The first place I went was a cornfield in Iowa. I'd never been to that area of the country before, and I always wondered what it was like. So I snapped my fingers and presto, there I was, all alone in a scene from the early part of "Field of Dreams." That was enough confirmation for me that not everyone was the same now. But we all make mistakes.
A few hours later, after the initial shock had worn off, people remembered they still had jobs to do, kids to feed, and loved ones to find. Everyone came home and recounted their jaunts, and I was pleasantly surprised to hear about my coworker Carl's journey through the streets of an Eastern European mining town, and my neighbor Suzanne's exploration of the water towers of Ontario.
Within a few weeks, your average man (or woman) had done everything: seen the Wonders of the World, eaten real Italian food, gone ice fishing, and seen the Mona Lisa. And our newfound ability gave us all a sense of being superhuman, which of course was ridiculous, since it was obviously a part of our very nature. (You didn't see squirrels bouncing around to Acapulco; someone would have noticed.) Nonetheless, you started hearing more and more stories of people leaving to do incredibly stupid, dangerous things, as if they had no regard for their own lives.
Exploring the inside of a live volcano? Check. Looking for a giant squid at the bottom of the ocean? Naturally. Picnicking on the surface of the moon? You betcha.
The problem was that none of these people ever reported back. Now, I'd like to imagine that before this all began, it would have been pretty obvious these morons had gotten themselves killed. But as I said, we were starting to believe we were capable of anything.

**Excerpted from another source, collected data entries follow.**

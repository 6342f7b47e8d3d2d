use std::io::{self, BufRead, Write};
use std::sync::Arc;
use std::sync::atomic::{AtomicBool, Ordering};

use anyhow::Context;
use rand::SeedableRng;
use rand::rngs::StdRng;
use tracing::{debug, info, instrument, warn};

use crate::aggregate::aggregate;
use crate::cli::{Command, ThemeAction};
use crate::config::Config;
use crate::datastore::TaskStore;
use crate::keyvalue::KeyValueStore;
use crate::lifecycle::{self, EditDraft, TaskDraft};
use crate::prefs;
use crate::query::{Query, SortKey, timeline};
use crate::reminder::{Clock, ReminderSchedule, ReminderScanner, run_until_stopped};
use crate::render::Renderer;
use crate::task::TaskId;

/// Runs one CLI command against the store. `None` means `list` with
/// default selections.
#[instrument(skip(store, cfg, renderer, command, clock))]
pub fn dispatch<K, C>(
    store: &mut TaskStore<K>,
    cfg: &Config,
    renderer: &mut Renderer,
    command: Option<Command>,
    clock: &C,
) -> anyhow::Result<()>
where
    K: KeyValueStore,
    C: Clock,
{
    let tz = cfg.timezone();
    let now = clock.now();
    let today = now.with_timezone(&tz).date_naive();

    let command = command.unwrap_or(Command::List {
        priority: Default::default(),
        status: Default::default(),
        sort: "date".to_string(),
    });
    debug!(?command, "dispatching command");

    match command {
        Command::Add {
            title,
            subject,
            date,
            time,
            priority,
            description,
        } => {
            info!("command add");
            let draft = TaskDraft {
                title: title.unwrap_or_default(),
                subject: subject.unwrap_or_default(),
                date: date.unwrap_or_default(),
                time: time.unwrap_or_default(),
                priority: priority.unwrap_or_default(),
                description: description.unwrap_or_default(),
            };
            let id = lifecycle::add_task(store, &draft, now, today)?;
            println!("Created task {id}.");
            Ok(())
        }
        Command::Edit {
            id,
            title,
            subject,
            date,
            time,
            priority,
            description,
        } => {
            info!("command edit");
            let draft = EditDraft {
                title,
                subject,
                date,
                time,
                priority,
                description,
            };
            let task = lifecycle::edit_task(store, id, &draft, today)?;
            println!("Updated task {}.", task.id);
            Ok(())
        }
        Command::Done { id } => {
            info!("command done");
            let task = lifecycle::toggle_complete(store, id)?;
            if task.completed {
                println!("Completed task {}.", task.id);
            } else {
                println!("Reopened task {}.", task.id);
            }
            Ok(())
        }
        Command::Delete { id, yes } => cmd_delete(store, id, yes),
        Command::ClearCompleted { yes } => cmd_clear_completed(store, yes),
        Command::List {
            priority,
            status,
            sort,
        } => {
            info!("command list");
            let query = Query::new(priority, status, SortKey::parse_lenient(&sort));
            let rows = query.apply(&store.snapshot(), &tz);
            renderer.print_task_table(&rows, now)
        }
        Command::Timeline => {
            info!("command timeline");
            renderer.print_timeline(&timeline(&store.snapshot(), &tz))
        }
        Command::Stats { seed } => {
            info!("command stats");
            let stats = aggregate(&store.snapshot());
            let mut rng = match seed {
                Some(seed) => StdRng::seed_from_u64(seed),
                None => StdRng::from_entropy(),
            };
            renderer.print_stats(&stats, stats.motivation(&mut rng))
        }
        Command::Remind => {
            info!("command remind");
            let scanner = ReminderScanner::new(cfg.reminder_lookahead(), tz);
            let outcome = scanner.scan(store, now);
            if outcome.events.is_empty() {
                println!("No reminders due.");
            }
            for event in &outcome.events {
                renderer.print_reminder(event)?;
            }
            match outcome.persist_error {
                Some(err) => Err(err).context("reminders shown but not saved"),
                None => Ok(()),
            }
        }
        Command::Watch { ticks } => {
            info!("command watch");
            let scanner = ReminderScanner::new(cfg.reminder_lookahead(), tz);
            let mut schedule = ReminderSchedule::new(cfg.reminder_interval());
            let stop = stop_on_interrupt()?;
            let mut print_error = None;

            run_until_stopped(&mut schedule, &scanner, store, clock, &stop, ticks, |event| {
                if let Err(err) = renderer.print_reminder(event) {
                    print_error.get_or_insert(err);
                }
            });

            match print_error {
                Some(err) => Err(err),
                None => Ok(()),
            }
        }
        Command::Theme { action } => cmd_theme(store.key_value(), action),
    }
}

#[instrument(skip(store))]
fn cmd_delete<K: KeyValueStore>(store: &mut TaskStore<K>, id: TaskId, yes: bool) -> anyhow::Result<()> {
    info!("command delete");
    let task = store.get(id).ok_or(crate::error::StoreError::NotFound(id))?;

    if !yes && !confirm(&format!("Delete task {id} \"{}\"?", task.title))? {
        println!("Cancelled.");
        return Ok(());
    }

    lifecycle::delete_task(store, id)?;
    println!("Deleted task {id}.");
    Ok(())
}

#[instrument(skip(store))]
fn cmd_clear_completed<K: KeyValueStore>(store: &mut TaskStore<K>, yes: bool) -> anyhow::Result<()> {
    info!("command clear-completed");
    let count = store.snapshot().iter().filter(|task| task.completed).count();
    if count == 0 {
        println!("No completed tasks to clear.");
        return Ok(());
    }

    if !yes && !confirm(&format!("Delete {count} completed task(s)?"))? {
        println!("Cancelled.");
        return Ok(());
    }

    let removed = lifecycle::clear_completed(store)?;
    println!("Cleared {removed} completed task(s).");
    Ok(())
}

fn cmd_theme<K: KeyValueStore>(kv: &K, action: Option<ThemeAction>) -> anyhow::Result<()> {
    match action.unwrap_or(ThemeAction::Show) {
        ThemeAction::Show => {
            println!("{}", prefs::load_theme(kv));
        }
        ThemeAction::Toggle => {
            let theme = prefs::toggle_theme(kv)?;
            println!("Theme set to {theme}.");
        }
        ThemeAction::Set { theme } => {
            prefs::save_theme(kv, theme)?;
            println!("Theme set to {theme}.");
        }
    }
    Ok(())
}

/// Flag raised by the first Ctrl-C. The listener runs on its own thread
/// with a single-threaded runtime.
fn stop_on_interrupt() -> anyhow::Result<Arc<AtomicBool>> {
    let stop = Arc::new(AtomicBool::new(false));
    let runtime = tokio::runtime::Builder::new_current_thread()
        .enable_all()
        .build()
        .context("failed to build signal runtime")?;

    let flag = Arc::clone(&stop);
    std::thread::Builder::new()
        .name("studyplan-interrupt".to_string())
        .spawn(move || {
            runtime.block_on(async {
                match tokio::signal::ctrl_c().await {
                    Ok(()) => {
                        warn!("received interrupt; stopping reminder loop");
                        flag.store(true, Ordering::SeqCst);
                    }
                    Err(err) => warn!(error = %err, "failed waiting for ctrl_c signal"),
                }
            });
        })
        .context("failed to spawn interrupt listener")?;

    Ok(stop)
}

fn confirm(prompt: &str) -> anyhow::Result<bool> {
    let mut out = io::stdout().lock();
    write!(out, "{prompt} [y/N] ")?;
    out.flush()?;

    let mut answer = String::new();
    io::stdin()
        .lock()
        .read_line(&mut answer)
        .context("failed reading confirmation")?;

    let accepted = matches!(answer.trim().to_ascii_lowercase().as_str(), "y" | "yes");
    if !accepted {
        warn!("destructive command not confirmed");
    }
    Ok(accepted)
}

That's how the rumors got started. Within a few days, half the people I knew were convinced the missing hadn't died, but had simply chosen to stay at their fascinating new locations. Jimmy's swimming with the dolphins! Sophie is exploring Mars! The believers started following suit, and a week later there was hardly anyone left around here.
It's been a month since then. The kids left straight from college, with barely the decency to send a text message. And my wife... she left two weeks ago. She said I was tying her down, while all our friends were off exploring the universe.
Everyone's gone. I suppose they could be right--maybe we are indestructible now. But I at the very least, am not a superman, not as far as I can tell, and I'm not about to test that theory with my life.
I'm only a guy who can go wherever he wants, just like everybody else. Except while everyone else has gone off to the destination of their dreams, I'm stuck by instinct in this lonely nightmare.